Um relatório da Polícia Federal (PF), divulgado pelo ministro André Mendonça, do Supremo Tribunal Federal (STF), na terça-feira (1º), revela mensagens trocadas entre o procurador-geral da República, Paulo Gonet, e o ex-banqueiro Daniel Vorcaro. As conversas ocorreram entre abril de 2024 e junho de 2025, com a intermediação do advogado Ciro Soares.
As mensagens foram extraídas do aparelho celular de Vorcaro. Em 14 de abril de 2024, Ciro Soares, que atuou como defensor do Banco Master, escreveu ao ex-banqueiro que “amizade é tudo” e afirmou que Gonet é “firme”. Na mesma data, o advogado relatou em áudio ter pedido ao procurador-geral que conversasse com uma pessoa para que ela retirasse uma candidatura, informando posteriormente que a desistência ocorreria.
O documento registra a interação entre os envolvidos em março de 2025. No dia 15, Ciro enviou uma foto ao lado de Gonet a Vorcaro, solicitando que ele ligasse. O relatório da PF indica a realização de quatro chamadas de voz e uma conversa telefônica com duração de três minutos e 49 segundos na sequência.
Ciro encaminhou mensagens atribuídas ao procurador-geral nas quais Gonet dizia estar “na torcida” e que sentia saudade. O advogado também informou que o PGR viajaria com o grupo para Londres, mencionando em mensagens a referência a “charuto e macalan”.
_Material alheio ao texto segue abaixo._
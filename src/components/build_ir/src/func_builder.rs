use crate::{
    BuildError, BuildErrorKind, ModBuilder, SymbolScope, constant::resolve_constant,
    instr::resolve_instr, symbols::SymbolTable, term::resolve_term,
};
use diagnostics::Severity;
use ir::{BlockRef, FuncRef, InstrRef, ParamRef};
use source_files::Source;

/// What a local name refers to within one function.
#[derive(Copy, Clone, Debug)]
pub enum LocalSymbol {
    Param(ParamRef),
    Block(BlockRef),
    Instr(InstrRef),
}

/// Resolution state of one instruction.
///
/// Instructions are fixed in order, except that an operand referring to a
/// later instruction fixes that instruction first.
enum Slot {
    Pending,
    InProgress,
    Done(ir::Instr),
}

impl Slot {
    fn into_done(self) -> Option<ir::Instr> {
        match self {
            Slot::Done(instr) => Some(instr),
            Slot::Pending | Slot::InProgress => None,
        }
    }
}

pub struct FuncBuilder<'mod_builder, 'ast> {
    mod_builder: &'mod_builder ModBuilder<'ast>,
    func: &'mod_builder ir::Func,
    ast_func: &'ast ast::Func,
    locals: SymbolTable<LocalSymbol>,
    block_idents: Vec<String>,
    slots: Vec<Vec<Slot>>,
    errors: Vec<BuildError>,
}

impl<'mod_builder, 'ast> FuncBuilder<'mod_builder, 'ast> {
    pub fn new(mod_builder: &'mod_builder ModBuilder<'ast>, index: usize, func_ref: FuncRef) -> Self {
        let ast_func = &mod_builder.ast.funcs[index];

        Self {
            mod_builder,
            func: &mod_builder.module.funcs[func_ref],
            ast_func,
            locals: SymbolTable::default(),
            block_idents: Vec::with_capacity(ast_func.blocks.len()),
            slots: Vec::with_capacity(ast_func.blocks.len()),
            errors: Vec::new(),
        }
    }

    pub fn mod_builder(&self) -> &'mod_builder ModBuilder<'ast> {
        self.mod_builder
    }

    pub fn func(&self) -> &'mod_builder ir::Func {
        self.func
    }

    pub fn into_errors(self) -> Vec<BuildError> {
        self.errors
    }

    /// Resolves the whole body, collecting recoverable errors along the way.
    pub fn resolve(&mut self) -> Result<Vec<ir::BasicBlock>, BuildError> {
        self.index()?;

        let mut terms = Vec::with_capacity(self.ast_func.blocks.len());

        for (block_index, ast_block) in self.ast_func.blocks.iter().enumerate() {
            let block = BlockRef(block_index);

            for index in 0..ast_block.instrs.len() {
                self.fix_instr(InstrRef::new(block, index))?;
            }

            let Some(term) = &ast_block.term else {
                return Err(BuildErrorKind::MalformedBlock {
                    block: self.block_idents[block_index].clone(),
                }
                .at(ast_block.source));
            };

            terms.push(resolve_term(self, term)?);
        }

        let slots = std::mem::take(&mut self.slots);

        Ok(self
            .ast_func
            .blocks
            .iter()
            .zip(slots)
            .zip(terms)
            .map(|((ast_block, slots), term)| ir::BasicBlock {
                name: ast_block.name.clone(),
                // Every slot is done, each instruction was fixed above
                instrs: slots.into_iter().filter_map(Slot::into_done).collect(),
                term,
                source: ast_block.source,
            })
            .collect())
    }

    /// Gives every parameter, block, and value-producing instruction a local
    /// identity. Unnamed ones are numbered in order of appearance.
    fn index(&mut self) -> Result<(), BuildError> {
        let mut next_slot = 0;

        for (index, param) in self.ast_func.params.iter().enumerate() {
            let name = numbered(&param.name, &mut next_slot);
            self.declare(name, param.source, LocalSymbol::Param(ParamRef(index)))?;
        }

        for (block_index, ast_block) in self.ast_func.blocks.iter().enumerate() {
            let block = BlockRef(block_index);
            let name = numbered(&ast_block.name, &mut next_slot);
            self.declare(name.clone(), ast_block.source, LocalSymbol::Block(block))?;
            self.block_idents.push(name);

            for (index, ast_instr) in ast_block.instrs.iter().enumerate() {
                if produces_value(ast_instr) {
                    let name = numbered(&ast_instr.name, &mut next_slot);
                    let instr = LocalSymbol::Instr(InstrRef::new(block, index));
                    self.declare(name, ast_instr.source, instr)?;
                }
            }

            self.slots
                .push(ast_block.instrs.iter().map(|_| Slot::Pending).collect());
        }

        Ok(())
    }

    fn declare(
        &mut self,
        name: String,
        source: Source,
        symbol: LocalSymbol,
    ) -> Result<(), BuildError> {
        self.locals
            .try_insert_with(&name, source, || symbol)
            .map(|_| ())
            .map_err(|previous| {
                BuildErrorKind::DuplicateSymbol {
                    name,
                    scope: SymbolScope::Local,
                    previous,
                }
                .at(source)
            })
    }

    fn ast_instr(&self, instr_ref: InstrRef) -> &'ast ast::Instr {
        &self.ast_func.blocks[instr_ref.block.0].instrs[instr_ref.index]
    }

    fn slot_mut(&mut self, instr_ref: InstrRef) -> &mut Slot {
        &mut self.slots[instr_ref.block.0][instr_ref.index]
    }

    fn slot(&self, instr_ref: InstrRef) -> &Slot {
        &self.slots[instr_ref.block.0][instr_ref.index]
    }

    /// Fixes an instruction unless it already is, returning its type.
    ///
    /// Operands referring to instructions that are not fixed yet are fixed
    /// first. Chains of forward references can be arbitrarily long, so this
    /// works through an explicit stack rather than recursing.
    fn fix_instr(&mut self, instr_ref: InstrRef) -> Result<ir::Type, BuildError> {
        match self.slot(instr_ref) {
            Slot::Done(instr) => return Ok(instr.ty.clone()),
            Slot::InProgress => return Err(self.cyclic_value(instr_ref)),
            Slot::Pending => (),
        }

        let mut stack = vec![instr_ref];
        let mut ty = ir::Type::Void;

        while let Some(&top) = stack.last() {
            match self.slot(top) {
                Slot::Done(_) => {
                    stack.pop();
                }
                Slot::Pending => {
                    *self.slot_mut(top) = Slot::InProgress;
                    let operands = self.pending_operands(top)?;
                    stack.extend(operands);
                }
                Slot::InProgress => {
                    // Everything it refers to is fixed by now
                    let ast_instr = self.ast_instr(top);
                    let instr = resolve_instr(self, ast_instr)?;

                    if top == instr_ref {
                        ty = instr.ty.clone();
                    }

                    *self.slot_mut(top) = Slot::Done(instr);
                    stack.pop();
                }
            }
        }

        Ok(ty)
    }

    /// Instructions an instruction refers to that still have to be fixed.
    ///
    /// A `phi` operand is never one of them, its type is declared.
    fn pending_operands(&self, instr_ref: InstrRef) -> Result<Vec<InstrRef>, BuildError> {
        let mut pending = Vec::new();

        for operand in self.ast_instr(instr_ref).kind.operands() {
            let ast::ValueKind::Local(name) = &operand.kind else {
                continue;
            };

            let Some(LocalSymbol::Instr(operand_ref)) = self.locals.get(name) else {
                continue;
            };

            if matches!(self.ast_instr(operand_ref).kind, ast::InstrKind::Phi { .. }) {
                continue;
            }

            match self.slot(operand_ref) {
                Slot::Done(_) => (),
                Slot::Pending => pending.push(operand_ref),
                Slot::InProgress => return Err(self.cyclic_value(operand_ref)),
            }
        }

        Ok(pending)
    }

    fn cyclic_value(&self, instr_ref: InstrRef) -> BuildError {
        let ast_instr = self.ast_instr(instr_ref);

        BuildErrorKind::CyclicValue {
            name: ast_instr.name.clone().unwrap_or_default(),
        }
        .at(ast_instr.source)
    }

    /// The type of an instruction's result, fixing it first if needed.
    ///
    /// A `phi` has a declared type, so it is never fixed on demand.
    pub fn instr_type(&mut self, instr_ref: InstrRef) -> Result<ir::Type, BuildError> {
        if let Slot::Done(instr) = self.slot_mut(instr_ref) {
            return Ok(instr.ty.clone());
        }

        match &self.ast_instr(instr_ref).kind {
            ast::InstrKind::Phi { ty, .. } => self.mod_builder.resolve_type(ty),
            _ => self.fix_instr(instr_ref),
        }
    }

    pub fn resolve_value(&mut self, value: &ast::Value) -> Result<ir::Value, BuildError> {
        match &value.kind {
            ast::ValueKind::Local(name) => match self.locals.get(name) {
                Some(LocalSymbol::Param(param)) => Ok(ir::Value::Param(param)),
                Some(LocalSymbol::Instr(instr)) => Ok(ir::Value::Instr(instr)),
                Some(LocalSymbol::Block(_)) => {
                    Err(BuildErrorKind::ExpectedValue { name: name.clone() }.at(value.source))
                }
                None => Err(BuildErrorKind::UnknownSymbol {
                    name: name.clone(),
                    scope: SymbolScope::Local,
                }
                .at(value.source)),
            },
            ast::ValueKind::Global(name) => self
                .mod_builder
                .globals
                .get(name)
                .map(ir::Value::from)
                .ok_or_else(|| {
                    BuildErrorKind::UnknownSymbol {
                        name: name.clone(),
                        scope: SymbolScope::Global,
                    }
                    .at(value.source)
                }),
            ast::ValueKind::Constant(constant) => {
                self.resolve_constant(constant).map(ir::Value::Constant)
            }
        }
    }

    /// Resolves an operand together with its type.
    pub fn resolve_typed(
        &mut self,
        value: &ast::Value,
    ) -> Result<(ir::Value, ir::Type), BuildError> {
        let value = self.resolve_value(value)?;
        let ty = self.value_type(&value)?;
        Ok((value, ty))
    }

    pub fn resolve_constant(&mut self, constant: &ast::Constant) -> Result<ir::Constant, BuildError> {
        resolve_constant(self.mod_builder, &mut self.errors, constant)
    }

    pub fn resolve_label(&self, label: &ast::Label) -> Result<BlockRef, BuildError> {
        match self.locals.get(&label.name) {
            Some(LocalSymbol::Block(block)) => Ok(block),
            Some(LocalSymbol::Param(_) | LocalSymbol::Instr(_)) => Err(BuildErrorKind::ExpectedBlock {
                name: label.name.clone(),
            }
            .at(label.source)),
            None => Err(BuildErrorKind::UnknownSymbol {
                name: label.name.clone(),
                scope: SymbolScope::Local,
            }
            .at(label.source)),
        }
    }

    pub fn value_type(&mut self, value: &ir::Value) -> Result<ir::Type, BuildError> {
        match value {
            ir::Value::Instr(instr_ref) => self.instr_type(*instr_ref),
            _ => Ok(self.func.value_type(&self.mod_builder.module, value)),
        }
    }

    pub fn resolve_type(&self, ty: &ast::Type) -> Result<ir::Type, BuildError> {
        self.mod_builder.resolve_type(ty)
    }

    pub fn structural(&self, ty: &ir::Type) -> Option<ir::Type> {
        self.mod_builder.structural(ty)
    }

    pub fn type_name(&self, ty: &ir::Type) -> String {
        self.mod_builder.type_name(ty)
    }

    pub fn push_error(&mut self, error: BuildError) {
        self.errors.push(error);
    }

    /// Reports an operand whose type is not the one expected.
    pub fn check_type(
        &mut self,
        context: impl ToString,
        expected: &ir::Type,
        found: &ir::Type,
        source: Source,
    ) {
        let severity = self.mod_builder.options.operand_type_mismatch;
        self.check_type_with(context, expected, found, source, severity);
    }

    pub fn check_type_with(
        &mut self,
        context: impl ToString,
        expected: &ir::Type,
        found: &ir::Type,
        source: Source,
        severity: Severity,
    ) {
        let mismatch = self
            .mod_builder
            .type_mismatch(context, expected, found, source, severity);
        self.errors.extend(mismatch);
    }
}

fn numbered(name: &Option<String>, next_slot: &mut usize) -> String {
    match name {
        Some(name) => name.clone(),
        None => {
            let slot = *next_slot;
            *next_slot += 1;
            slot.to_string()
        }
    }
}

/// Whether an instruction defines a local value. Stores and calls declared
/// to return `void` do not.
fn produces_value(instr: &ast::Instr) -> bool {
    match &instr.kind {
        ast::InstrKind::Store { .. } => false,
        ast::InstrKind::Call { return_type, .. } => match &return_type.kind {
            ast::TypeKind::Func(signature) => !signature.return_type.kind.is_void(),
            kind => !kind.is_void(),
        },
        ast::InstrKind::Other { .. } => instr.name.is_some(),
        _ => true,
    }
}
No dia seguinte, o advogado escreveu que Gonet perguntou se o filho do procurador poderia acompanhar a viagem, ao que Vorcaro respondeu “óbvio, né”. Em 11 de abril, uma funcionária enviou ao ex-banqueiro a lista de pessoas com despesas pagas no passeio.
Vorcaro autorizou o custeio de apenas dois nomes. “Pedro e Ciro ok”, escreveu o ex-banqueiro, acrescentando que não seria possível bancar outras pessoas. O conteúdo integra a apuração da PF que teve o sigilo levantado por Mendonça.